It was 1999, and I just had handed in my Diplom thesis in geology-palaeontology (considered equivalent to a M.Sc., but usually substantially more than that, hence, took longer to get) entitled "Phylogenie der Cycadales" (phylogeny of the cycads: Grimm 1999; on my homepage, you'll find html-Version [abstract in English], I hand-coded more than a decade back; footnotes are not working anymore).
|The "coil" (a doodled phylogenetic tree), summarising the results of my Diplom-thesis|
|The "best tree" found for my morphological data matrix.|
Mainly, I used literature to add some fossil to an earlier morphological matrix and because of my background in genetics, I tried to get some genetic data. In a joint effort, mainly thanks to the magic hands of my later (and now unfortunately dead) technician, Karin Stögerer – also known as "Karin die Hexe" (the Witch), because she did miracles with any material – we succeeded to get two handful of cycad sequences covering the variable D4 region of the nuclear-encoded 25S rRNA gene added to some available in gene banks to get a molecular tree.
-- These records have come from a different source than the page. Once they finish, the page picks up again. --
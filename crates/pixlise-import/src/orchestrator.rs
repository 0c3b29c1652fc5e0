//! One import run, from trigger to written dataset and notification

use chrono::{DateTime, Utc};
use pixlise_common::{PixliseError, Result};
use serde::Deserialize;
use std::sync::Arc;
use tokio::time::Instant;
use tracing::{error, info, info_span, warn, Instrument};

use crate::archive::{decode_manual_upload_path, order_archives, ArchiveTree};
use crate::assemble::{DatasetAssembler, ImportParams};
use crate::breadboard::unconfigured_import_params;
use crate::config::BucketConfig;
use crate::debounce::DebounceStore;
use crate::layout::{Layout, LayoutClassifier};
use crate::notify::{Notification, NotificationSink};
use crate::output::DatasetOutput;
use crate::paths;
use crate::product_id::base_name;
use crate::storage::{DeadlineStore, ObjectStore, ObjectStoreExt};
use crate::summary::{SummaryFile, UpdateKind};
use crate::trigger::{IngestTrigger, IngestTriggerDecoder};

/// Optional parameter file at the archive root
pub const PARAM_FILE: &str = "import.json";
/// Optional per-archive overrides at the archive root
pub const CONFIG_FILE: &str = "config.json";
/// Optional user customisation, usually a manual add-on
pub const CUSTOM_META_FILE: &str = "custom-meta.json";

/// `updateType` that imports without telling anyone
const TRIVIAL_UPDATE: &str = "trivial";

#[derive(Debug, Clone, Default, Deserialize)]
#[serde(default, rename_all = "camelCase")]
struct ArchiveConfig {
    name: String,
    detector: String,
    group: String,
    update_type: String,
}

#[derive(Debug, Clone, Default, Deserialize)]
#[serde(default, rename_all = "camelCase")]
struct CustomMeta {
    title: String,
    default_context_image: String,
}

#[derive(Debug, Clone, PartialEq)]
pub struct ImportOutcome {
    pub trigger: IngestTrigger,
    pub layout: Layout,
    pub summary: SummaryFile,
    /// `None` for a dataset seen for the first time
    pub update: Option<UpdateKind>,
    pub notified: bool,
}

pub struct ImportOrchestrator {
    store: Arc<dyn ObjectStore>,
    sink: Arc<dyn NotificationSink>,
    buckets: BucketConfig,
    debounce_secs: i64,
}

fn read_json<T: serde::de::DeserializeOwned + Default>(tree: &ArchiveTree, path: &str) -> Result<T> {
    match tree.get(path) {
        Some(data) => serde_json::from_slice(data).map_err(|e| PixliseError::invalid_format(path, e.to_string())),
        None => Ok(T::default()),
    }
}

impl ImportOrchestrator {
    pub fn new(
        store: Arc<dyn ObjectStore>,
        sink: Arc<dyn NotificationSink>,
        buckets: BucketConfig,
        debounce_secs: i64,
    ) -> Self {
        Self {
            store,
            sink,
            buckets,
            debounce_secs,
        }
    }

    pub async fn run(&self, payload: &[u8], deadline: Instant) -> Result<ImportOutcome> {
        self.run_at(payload, deadline, Utc::now()).await
    }

    pub async fn run_at(&self, payload: &[u8], deadline: Instant, now: DateTime<Utc>) -> Result<ImportOutcome> {
        let trigger = IngestTriggerDecoder.decode_at(payload, now)?;
        let span = info_span!("import", dataset_id = %trigger.dataset_id, log_id = %trigger.log_id);
        let store = DeadlineStore::new(Arc::clone(&self.store), deadline);

        let result = self.import(&store, trigger, now).instrument(span.clone()).await;
        if let Err(e) = &result {
            span.in_scope(|| error!(error = %e, "Import failed"));
        }
        result
    }

    async fn import(&self, store: &DeadlineStore, trigger: IngestTrigger, now: DateTime<Utc>) -> Result<ImportOutcome> {
        let id = trigger.dataset_id.clone();

        if !trigger.is_reimport() {
            let dest = paths::archive_key(base_name(&trigger.source_key));
            info!(from = %trigger.source_key, to = %dest, "Copying new archive");
            store
                .copy(&trigger.source_container, &trigger.source_key, &self.buckets.datasets, &dest)
                .await?;
        }

        let tree = self.gather(store, &id).await?;
        let ranges = match store
            .get(&self.buckets.config, paths::PSEUDO_INTENSITY_RANGES)
            .await
        {
            Ok(data) => Some(data),
            Err(e) if e.is_not_found() => None,
            Err(e) => return Err(e),
        };

        let (layout, classified) = LayoutClassifier::new(ranges.as_deref()).classify(&tree)?;
        let archive_config: ArchiveConfig = read_json(&tree, CONFIG_FILE)?;
        let params = self.import_params(&tree, &id, &archive_config, layout)?;

        let assembled = DatasetAssembler.assemble(classified, &params)?;
        let output = DatasetOutput::build(&assembled, &tree, now.timestamp())?;

        let prior = match store
            .get_json::<SummaryFile>(&self.buckets.datasets, &paths::dataset_summary(&id))
            .await
        {
            Ok(summary) => Some(summary),
            Err(e) if e.is_not_found() => None,
            Err(e) if e.is_cancelled() => return Err(e),
            Err(e) => {
                warn!(error = %e, "Failed to read previous summary, treating dataset as new");
                None
            },
        };

        store.check("writing dataset")?;
        output.write(store, &self.buckets.datasets).await?;

        let update = prior.map(|old| UpdateKind::classify(&old, &output.summary));
        match update {
            Some(kind) => info!(update = %kind, "Dataset updated"),
            None => info!("New dataset"),
        }

        let notified = if archive_config.update_type == TRIVIAL_UPDATE {
            info!("Trivial update, not notifying");
            false
        } else {
            self.notify(store, &id, update, now.timestamp()).await
        };

        let debounce = DebounceStore::new(store, &self.buckets.config);
        if let Err(e) = debounce.put(&id, now.timestamp()).await {
            warn!(error = %e, "Failed to record import time");
        }

        Ok(ImportOutcome {
            trigger,
            layout,
            summary: output.summary,
            update,
            notified,
        })
    }

    /// Extracts every archive of the dataset oldest first, then lays the
    /// manual add-ons over the result.
    async fn gather(&self, store: &DeadlineStore, id: &str) -> Result<ArchiveTree> {
        let listed = store.list(&self.buckets.datasets, &paths::archive_prefix(id)).await?;
        let archives = order_archives(&listed)?;
        if archives.is_empty() {
            return Err(PixliseError::not_found(
                self.buckets.datasets.as_str(),
                paths::archive_prefix(id),
            ));
        }

        let mut tree = ArchiveTree::new();
        for key in &archives {
            let data = store.get(&self.buckets.datasets, key).await?;
            let count = tree.extract_zip(&data, key)?;
            info!(archive = %key, files = count, "Extracted archive");
        }

        for key in store.list(&self.buckets.manual, &paths::addons_prefix(id)).await? {
            let path = decode_manual_upload_path(&key)?;
            let data = store.get(&self.buckets.manual, &key).await?;
            info!(key = %key, path = %path, "Applying manual upload");
            tree.insert(path, data);
        }
        Ok(tree)
    }

    fn import_params(
        &self,
        tree: &ArchiveTree,
        id: &str,
        config: &ArchiveConfig,
        layout: Layout,
    ) -> Result<ImportParams> {
        let mut params = match (tree.get(PARAM_FILE), layout) {
            (Some(data), _) => ImportParams::from_param_file(data, PARAM_FILE)?,
            (None, Layout::Breadboard) => unconfigured_import_params(id),
            (None, _) => ImportParams::default(),
        };
        if !params.dataset_id.is_empty() && params.dataset_id != id {
            warn!(param_id = %params.dataset_id, "Parameter file names another dataset, using the trigger's id");
        }
        params.dataset_id = id.to_string();

        if !config.detector.is_empty() {
            params.detector_config = config.detector.clone();
        }
        if !config.group.is_empty() {
            params.group = config.group.clone();
        }
        if !config.name.trim().is_empty() {
            params.title = config.name.clone();
        }

        let custom: CustomMeta = read_json(tree, CUSTOM_META_FILE)?;
        if !custom.title.trim().is_empty() {
            info!(title = %custom.title, "Applying custom title");
            params.title = custom.title;
        }
        if !custom.default_context_image.is_empty() {
            params.default_context_image = custom.default_context_image;
        }
        Ok(params)
    }

    /// Debounced notification; failures are only logged
    async fn notify(&self, store: &DeadlineStore, id: &str, update: Option<UpdateKind>, now: i64) -> bool {
        let debounce = DebounceStore::new(store, &self.buckets.config);
        let last = debounce.get(id).await.unwrap_or_else(|e| {
            warn!(error = %e, "Failed to read import times");
            0
        });
        if last > 0 && now - last < self.debounce_secs {
            info!(seconds_since_last = now - last, "Imported recently, not notifying");
            return false;
        }

        let notification = match update {
            None => Notification::new_dataset(id),
            Some(kind) => Notification::dataset_updated(id, kind),
        };
        match self.sink.notify(&notification).await {
            Ok(()) => {
                info!(topic = %notification.topic, "Notified");
                true
            },
            Err(e) => {
                warn!(topic = %notification.topic, error = %e, "Notification failed");
                false
            },
        }
    }
}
Naturally, the molecular-based and morphological tree were quite incongruent. Which should become the motto of my entire professional scientific career: there is always an alternative (tree).
|The results of my "cladistic" analysis of the molecular data|
Act 1. And the Story of the Beech (the bitchy beast) commencesOur first meeting was a truly Livingstonian one. Thomas was told by someone that his name appears as one of the authors of a poster on beech. Being curious why, he came to me standing at my poster (back then, poster presentation was dedicated its own slot, so a lot of people would go around and compliment and encourage youngest researchers like me for their work), smiling:
"Hello, my name is Thomas Denk."
And I answered: "You are that Thomas Denk?!"
As it turned out, after he send his material to Germany – he had collected beeches accross their entire range in the wild for morphological studies (Denk 1999a, b, c) – he hadn't heard anything about any genetic results. And here was a guy he never heard off, showing a molecular tree based on his material.
One reason for this was published in our first paper on beeches (Denk et al. 2002).
Evolution, in particular the closer we get to the leaves of the Tree of Life, is not treelike, but involves reticulation. Today and in the past. And we had sequenced the so-called "ITS region", a non-coding but transcribed part of the nuclear-encoded 35 S rDNA cistron: a gene region that encodes three of the four nuclear ribosomal RNAs, essential for all living organisms. It is inherited from both father (paternal) and mother (maternal) and occurs in so-called tandem-repeats (adding up to the thousands per genome) in one or several so-called "Nucleolus Organizer Regions" (you find some explanatory figures in e.g. Grimm et al. 2005), genetic particulars at the end of certain chromosomes. A widely cited paper in 1993 or 1994 stated that a process called "concerted evolution" usually homogenises the many repeats across the genome, which was partly a lie already then. In many plants they are homogenised but in as many they are not, and sometimes you can find evidence of even ancient hybridisation. For beeches, we were lucky to had opened a botanical Pandora's Box. And being a scientific snake pit, people usually skipped organisms showing similar things than we had in the beech trees.
For our first beech phylogeny paper, we got two short, half-page long reviewes by anonymous (male) experts in the field, both suggesting that the paper should be rejected. The one said, our tree conflicts with earlier ones (using a dozen accessions, and all from botanical gardens), hence, must be wrong. The other, a palaeobotanist, said since we don't show a parsimony tree, which should be "standard" (the parsimonists had lost the so-called "phylogenetic wars" about five years earlier, but news travel slower in palaeontology than neontology and in botany compared to zoology, and he was both), all our results are naught.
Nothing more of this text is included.